[Saved entries]
- - - - - - -

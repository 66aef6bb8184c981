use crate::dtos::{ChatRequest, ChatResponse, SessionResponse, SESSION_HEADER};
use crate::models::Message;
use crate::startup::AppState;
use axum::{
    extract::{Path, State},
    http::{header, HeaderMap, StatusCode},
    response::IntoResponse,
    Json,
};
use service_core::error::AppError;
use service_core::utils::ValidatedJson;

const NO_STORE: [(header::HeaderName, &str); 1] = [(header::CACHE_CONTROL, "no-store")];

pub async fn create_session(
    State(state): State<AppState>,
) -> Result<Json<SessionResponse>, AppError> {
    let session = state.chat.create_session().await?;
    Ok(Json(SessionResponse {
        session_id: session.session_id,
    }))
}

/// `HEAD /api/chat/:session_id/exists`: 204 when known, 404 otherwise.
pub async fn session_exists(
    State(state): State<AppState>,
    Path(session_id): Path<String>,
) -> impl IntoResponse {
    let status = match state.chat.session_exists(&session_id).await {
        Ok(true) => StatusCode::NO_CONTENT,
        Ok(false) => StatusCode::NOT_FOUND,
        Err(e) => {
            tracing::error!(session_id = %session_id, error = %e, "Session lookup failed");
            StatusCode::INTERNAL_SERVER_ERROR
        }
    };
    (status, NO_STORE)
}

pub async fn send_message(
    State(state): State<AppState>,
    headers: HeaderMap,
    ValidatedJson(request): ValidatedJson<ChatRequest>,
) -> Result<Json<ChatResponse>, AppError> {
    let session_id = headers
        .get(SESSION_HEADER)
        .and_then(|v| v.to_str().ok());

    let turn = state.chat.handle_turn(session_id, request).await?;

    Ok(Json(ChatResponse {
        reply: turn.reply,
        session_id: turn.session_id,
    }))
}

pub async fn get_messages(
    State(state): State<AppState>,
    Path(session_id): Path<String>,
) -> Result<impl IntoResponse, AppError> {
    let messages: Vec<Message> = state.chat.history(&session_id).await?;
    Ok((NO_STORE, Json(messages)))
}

- - - - - - -

### TASK INSTRUCTIONS
Please state how many lines in the entries above include the word "crate", giving only the number.

### COMPLETED TASK
3